The first one is the main thesis of the post which is that some people have an
innate ability to program that others do not possess, and that this is a thing
that cannot be learnt. As a result, telling people that it is "easy to code"
is a lie.

Firstly, it is actually not clear to me that this ability to pick up
programming principles cannot be taught. All we know is that our _current
methods_ of teaching yield a double hump distribution for programming ability.

Secondly, if people were actually saying "you will find coding easy" to anyone
and everyone then I agree that they are probably concealing the truth. But
actually, if you read the tagline on the example given (The Year of Code
initiative) it says:

> Start coding this year, it's easier than you think.
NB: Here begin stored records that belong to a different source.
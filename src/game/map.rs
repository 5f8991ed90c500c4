//! Map cells and resources.
//!
//! The map is stored row-major in a flat vector. Lookups take signed
//! coordinates and return `None` off the board, so neighbor lookups near
//! the edges never panics.

use super::position::Position;

/// Largest map side the game generates.
pub const MAX_MAP_SIZE: i32 = 32;

/// The three harvestable resource kinds.
#[derive(Debug, Clone, Copy, PartialEq, Eq, Hash)]
pub enum ResourceKind {
    Wood,
    Coal,
    Uranium,
}

impl ResourceKind {
    /// Returns the protocol name used in `r` update lines.
    pub const fn name(self) -> &'static str {
        match self {
            ResourceKind::Wood => "wood",
            ResourceKind::Coal => "coal",
            ResourceKind::Uranium => "uranium",
        }
    }

    /// Parses a resource kind from its protocol name.
    pub fn from_name(s: &str) -> Option<ResourceKind> {
        match s {
            "wood" => Some(ResourceKind::Wood),
            "coal" => Some(ResourceKind::Coal),
            "uranium" => Some(ResourceKind::Uranium),
            _ => None,
        }
    }
}

/// A resource deposit on a cell.
#[derive(Debug, Clone, Copy, PartialEq, Eq)]
pub struct Resource {
    pub kind: ResourceKind,
    pub amount: i32,
}

/// Marks a cell as occupied by a citytile.
#[derive(Debug, Clone, PartialEq, Eq)]
pub struct CellCityTile {
    pub team: u8,
    pub city_id: String,
}

/// A single map cell.
#[derive(Debug, Clone, PartialEq)]
pub struct Cell {
    pub pos: Position,
    pub resource: Option<Resource>,
    pub road: f64,
    pub citytile: Option<CellCityTile>,
}

impl Cell {
    fn empty(pos: Position) -> Self {
        Cell {
            pos,
            resource: None,
            road: 0.0,
            citytile: None,
        }
    }

    /// True when the cell still holds a positive amount of some resource.
    pub fn has_resource(&self) -> bool {
        matches!(self.resource, Some(r) if r.amount > 0)
    }

    /// True when nothing occupies the cell: no resource, road or citytile.
    pub fn is_empty(&self) -> bool {
        self.resource.is_none() && self.road == 0.0 && self.citytile.is_none()
    }
}

/// The game board.
#[derive(Debug, Clone, PartialEq)]
pub struct GameMap {
    pub width: i32,
    pub height: i32,
    cells: Vec<Cell>,
}

impl GameMap {
    /// Creates a map of empty cells. Sides are clamped to
    /// `0..=MAX_MAP_SIZE`.
    pub fn new(width: i32, height: i32) -> Self {
        let width = width.clamp(0, MAX_MAP_SIZE);
        let height = height.clamp(0, MAX_MAP_SIZE);
        let mut cells = Vec::with_capacity((width * height) as usize);
        for y in 0..height {
            for x in 0..width {
                cells.push(Cell::empty(Position::new(x, y)));
            }
        }
        GameMap {
            width,
            height,
            cells,
        }
    }

    /// True when `(x, y)` lies on the board.
    pub fn in_bounds(&self, x: i32, y: i32) -> bool {
        x >= 0 && y >= 0 && x < self.width && y < self.height
    }

    fn index(&self, x: i32, y: i32) -> Option<usize> {
        if self.in_bounds(x, y) {
            Some((y * self.width + x) as usize)
        } else {
            None
        }
    }

    /// Returns the cell at `(x, y)`, or `None` off the board.
    pub fn cell(&self, x: i32, y: i32) -> Option<&Cell> {
        self.index(x, y).map(|i| &self.cells[i])
    }

    /// Returns the cell at `pos`, or `None` off the board.
    pub fn cell_at(&self, pos: Position) -> Option<&Cell> {
        self.cell(pos.x, pos.y)
    }

    fn cell_mut(&mut self, pos: Position) -> Option<&mut Cell> {
        match self.index(pos.x, pos.y) {
            Some(i) => self.cells.get_mut(i),
            None => None,
        }
    }

    /// Places a resource deposit. Returns false off the board.
    pub fn set_resource(&mut self, pos: Position, kind: ResourceKind, amount: i32) -> bool {
        match self.cell_mut(pos) {
            Some(cell) => {
                cell.resource = Some(Resource { kind, amount });
                true
            }
            None => false,
        }
    }

    /// Sets the road level of a cell. Returns false off the board.
    pub fn set_road(&mut self, pos: Position, level: f64) -> bool {
        match self.cell_mut(pos) {
            Some(cell) => {
                cell.road = level;
                true
            }
            None => false,
        }
    }

    /// Marks a cell as a citytile. Returns false off the board.
    pub fn set_citytile(&mut self, pos: Position, team: u8, city_id: &str) -> bool {
        match self.cell_mut(pos) {
            Some(cell) => {
                cell.citytile = Some(CellCityTile {
                    team,
                    city_id: city_id.to_string(),
                });
                true
            }
            None => false,
        }
    }

    /// All cells that currently hold a resource, in row-major order.
    pub fn resource_cells(&self) -> Vec<&Cell> {
        self.cells.iter().filter(|c| c.has_resource()).collect()
    }
}
//! Lux kit protocol handling.
//!
//! Parsing of the engine's per-turn update lines, the observation envelope,
//! and encoding of the actions sent back.

pub mod action;
pub mod observation;
pub mod update;

pub use action::{format_actions, parse_actions, Action, ActionError};
pub use observation::Observation;
pub use update::{build_game, parse_map_size, parse_update, Update, UpdateError, DONE_MARKER};

/// Sent after the action line to close the agent's turn.
pub const FINISH_MARKER: &str = "D_FINISH";
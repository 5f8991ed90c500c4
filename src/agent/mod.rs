//! Turn decision heuristics.
//!
//! Greedy, per-unit rules: harvest the nearest free resource, bring full
//! cargo home, grow cities when fuel allows, and shake loose stuck workers.
//! Citytiles spawn workers or research.

pub mod build;
pub mod cities;
pub mod memory;
pub mod targets;
pub mod turn;

pub use memory::{CityAssignment, Session, UnitMemory};
pub use turn::{decide_turn, Intent, SkipReason, TurnPlan, UnitOutcome};
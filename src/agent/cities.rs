//! Citytile actions: grow the workforce, otherwise research.

use tracing::debug;

use crate::game::Player;
use crate::protocol::Action;

/// One action per citytile that can act this turn.
///
/// While the player has fewer workers than citytiles, tiles spawn workers
/// until the gap is closed; every other actable tile researches.
pub fn citytile_actions(player: &Player, worker_count: usize) -> Vec<Action> {
    let mut can_create = player.citytile_count() as i64 - worker_count as i64;
    let mut actions = Vec::new();

    for tile in player.citytiles().filter(|t| t.can_act()) {
        if can_create > 0 {
            debug!(pos = %tile.pos, city = %tile.city_id, "building worker");
            actions.push(Action::BuildWorker { pos: tile.pos });
            can_create -= 1;
        } else {
            debug!(pos = %tile.pos, city = %tile.city_id, "researching");
            actions.push(Action::Research { pos: tile.pos });
        }
    }

    actions
}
"It's easier _than you think_ " (emphasis mine). This is quite a different
statement to a flat out "it's easy", and it's one I agree with. To most
people, coding appears difficult because they simply don't know the answers to
a few key questions (E.g. Where do I write the code? What do I do to run my
code? How does the computer understand what I've written?). The (basic)
answers to these questions are comprehensible to most people, and furnish them
with the ability to write code (maybe not well, but that's a whole other
story).

Next observation:

> Folks, which industries/professions give up their own free time to provide
> free/open training to people wishing to enter the sector? Curious

The fact that only the software development industry seems to do this is
painted as a negative thing in the article. Why is that? I ask because this is
a fact I think we should be proud of. I personally enjoy what I do so much,
that I happily spend time out of my week, teaching it to others for free. I
don't do this because I think all the people I teach will go on to become
successful software engineers, but rather because I want to widen the net, and
expose more people to what we do, because for some of them (maybe even just
one of them) this might be their "true calling".
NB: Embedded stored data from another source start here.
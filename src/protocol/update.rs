//! Update line parsing.
//!
//! Each turn the engine streams the whole visible state as one update per
//! line, terminated by `D_DONE`:
//!
//! - `rp <team> <points>` research points
//! - `r <kind> <x> <y> <amount>` resource deposit
//! - `u <kind> <team> <id> <x> <y> <cooldown> <wood> <coal> <uranium>` unit
//! - `c <team> <city_id> <fuel> <light_upkeep>` city
//! - `ct <team> <city_id> <x> <y> <cooldown>` citytile
//! - `ccd <x> <y> <level>` road level

use std::str::FromStr;

use thiserror::Error;
use tracing::warn;

use crate::game::{Cargo, Game, Position, ResourceKind, Unit, UnitKind, MAX_MAP_SIZE};

/// Marks the end of one turn's updates.
pub const DONE_MARKER: &str = "D_DONE";

/// Errors that can occur when parsing an update line.
#[derive(Debug, Error, PartialEq, Eq)]
pub enum UpdateError {
    #[error("empty update line")]
    Empty,

    #[error("unknown update tag '{0}'")]
    UnknownTag(String),

    #[error("'{tag}' expects {expected} fields, got {found}")]
    WrongFieldCount {
        tag: String,
        expected: usize,
        found: usize,
    },

    #[error("invalid number '{0}'")]
    InvalidNumber(String),

    #[error("unknown resource kind '{0}'")]
    UnknownResource(String),

    #[error("unknown unit kind '{0}'")]
    UnknownUnitKind(String),

    #[error("invalid map size line '{0}'")]
    InvalidMapSize(String),
}

/// A single parsed update line.
#[derive(Debug, Clone, PartialEq)]
pub enum Update {
    ResearchPoints {
        team: u8,
        points: i32,
    },
    Resource {
        kind: ResourceKind,
        pos: Position,
        amount: i32,
    },
    Unit(Unit),
    City {
        team: u8,
        id: String,
        fuel: f64,
        light_upkeep: f64,
    },
    CityTile {
        team: u8,
        city_id: String,
        pos: Position,
        cooldown: f64,
    },
    Road {
        pos: Position,
        level: f64,
    },
    Done,
}

fn num<T: FromStr>(s: &str) -> Result<T, UpdateError> {
    s.parse::<T>()
        .map_err(|_| UpdateError::InvalidNumber(s.to_string()))
}

fn expect_fields(tokens: &[&str], expected: usize) -> Result<(), UpdateError> {
    if tokens.len() != expected {
        return Err(UpdateError::WrongFieldCount {
            tag: tokens[0].to_string(),
            expected: expected - 1,
            found: tokens.len() - 1,
        });
    }
    Ok(())
}

/// Parses one update line.
pub fn parse_update(line: &str) -> Result<Update, UpdateError> {
    let tokens: Vec<&str> = line.split_whitespace().collect();
    if tokens.is_empty() {
        return Err(UpdateError::Empty);
    }

    match tokens[0] {
        DONE_MARKER => Ok(Update::Done),
        "rp" => {
            expect_fields(&tokens, 3)?;
            Ok(Update::ResearchPoints {
                team: num(tokens[1])?,
                points: num(tokens[2])?,
            })
        }
        "r" => {
            expect_fields(&tokens, 5)?;
            let kind = ResourceKind::from_name(tokens[1])
                .ok_or_else(|| UpdateError::UnknownResource(tokens[1].to_string()))?;
            Ok(Update::Resource {
                kind,
                pos: Position::new(num(tokens[2])?, num(tokens[3])?),
                amount: num(tokens[4])?,
            })
        }
        "u" => {
            expect_fields(&tokens, 10)?;
            let code: u8 = num(tokens[1])?;
            let kind = UnitKind::from_code(code)
                .ok_or_else(|| UpdateError::UnknownUnitKind(tokens[1].to_string()))?;
            Ok(Update::Unit(Unit {
                id: tokens[3].to_string(),
                kind,
                team: num(tokens[2])?,
                pos: Position::new(num(tokens[4])?, num(tokens[5])?),
                cooldown: num(tokens[6])?,
                cargo: Cargo {
                    wood: num(tokens[7])?,
                    coal: num(tokens[8])?,
                    uranium: num(tokens[9])?,
                },
            }))
        }
        "c" => {
            expect_fields(&tokens, 5)?;
            Ok(Update::City {
                team: num(tokens[1])?,
                id: tokens[2].to_string(),
                fuel: num(tokens[3])?,
                light_upkeep: num(tokens[4])?,
            })
        }
        "ct" => {
            expect_fields(&tokens, 6)?;
            Ok(Update::CityTile {
                team: num(tokens[1])?,
                city_id: tokens[2].to_string(),
                pos: Position::new(num(tokens[3])?, num(tokens[4])?),
                cooldown: num(tokens[5])?,
            })
        }
        "ccd" => {
            expect_fields(&tokens, 4)?;
            Ok(Update::Road {
                pos: Position::new(num(tokens[1])?, num(tokens[2])?),
                level: num(tokens[3])?,
            })
        }
        other => Err(UpdateError::UnknownTag(other.to_string())),
    }
}

/// Parses the `width height` line sent once at the start of a match.
pub fn parse_map_size(line: &str) -> Result<(i32, i32), UpdateError> {
    let tokens: Vec<&str> = line.split_whitespace().collect();
    if tokens.len() != 2 {
        return Err(UpdateError::InvalidMapSize(line.to_string()));
    }
    let width: i32 = num(tokens[0])?;
    let height: i32 = num(tokens[1])?;
    if !(1..=MAX_MAP_SIZE).contains(&width) || !(1..=MAX_MAP_SIZE).contains(&height) {
        return Err(UpdateError::InvalidMapSize(line.to_string()));
    }
    Ok((width, height))
}

/// Builds a turn snapshot from that turn's update lines.
///
/// Lines that fail to parse, or that refer to unknown teams, cities or
/// off-map cells, are logged and skipped. Parsing stops at `D_DONE`.
pub fn build_game<S: AsRef<str>>(
    width: i32,
    height: i32,
    player_id: u8,
    turn: u32,
    lines: &[S],
) -> Game {
    let mut game = Game::new(width, height, player_id, turn);

    for line in lines {
        let line = line.as_ref();
        if line.trim().is_empty() {
            continue;
        }
        let update = match parse_update(line) {
            Ok(u) => u,
            Err(e) => {
                warn!(turn, line, error = %e, "skipping malformed update");
                continue;
            }
        };

        let applied = match update {
            Update::Done => break,
            Update::ResearchPoints { team, points } => game.set_research_points(team, points),
            Update::Resource { kind, pos, amount } => game.map.set_resource(pos, kind, amount),
            Update::Unit(unit) => game.add_unit(unit),
            Update::City {
                team,
                id,
                fuel,
                light_upkeep,
            } => game.add_city(team, &id, fuel, light_upkeep),
            Update::CityTile {
                team,
                city_id,
                pos,
                cooldown,
            } => game.add_citytile(team, &city_id, pos, cooldown),
            Update::Road { pos, level } => game.map.set_road(pos, level),
        };

        if !applied {
            warn!(turn, line, "update refers to unknown team, city or cell");
        }
    }

    game
}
I got into programming originally from watching a cousin of mine editing the
themes of his Wordpress blog. He went on to study English Literature and
Psychology; To him, coding was just this tool that allowed him to publish his
views, but to my 9 year old self, watching him, it really struck a chord and I
was hooked. Now, there is not a thing in the world I could imagine myself
doing rather than writing code and loving every minute of it (And no amount of
"social status" is going to turn me to a life of law, medicine or
architecture). What an opportunity I would have lost if I had not seen my
cousin working on his blog... Every week-long learn to code course, and every
"hour of code" initiative works towards bringing such opportunities to the
wider public.

Finally, on the role of Computer Science degrees: I am currently in my final
year of a Masters in CS, which I have also enjoyed studying immensely. I would
not say that it has contributed directly to my skills as a software engineer,
but the things I have learnt have changed the ways in which I approach
problems. Very few people write structural induction proofs, loop invariants
or abstract specifications to prove the correctness of their programs, but I
have found them to be great ways to think about how to write better code.
These skills, however, are complementary to those that make a good software
engineer, not a substitute. There's no way to prove yourself out of a rat's
nest of class hierarchies and control structures.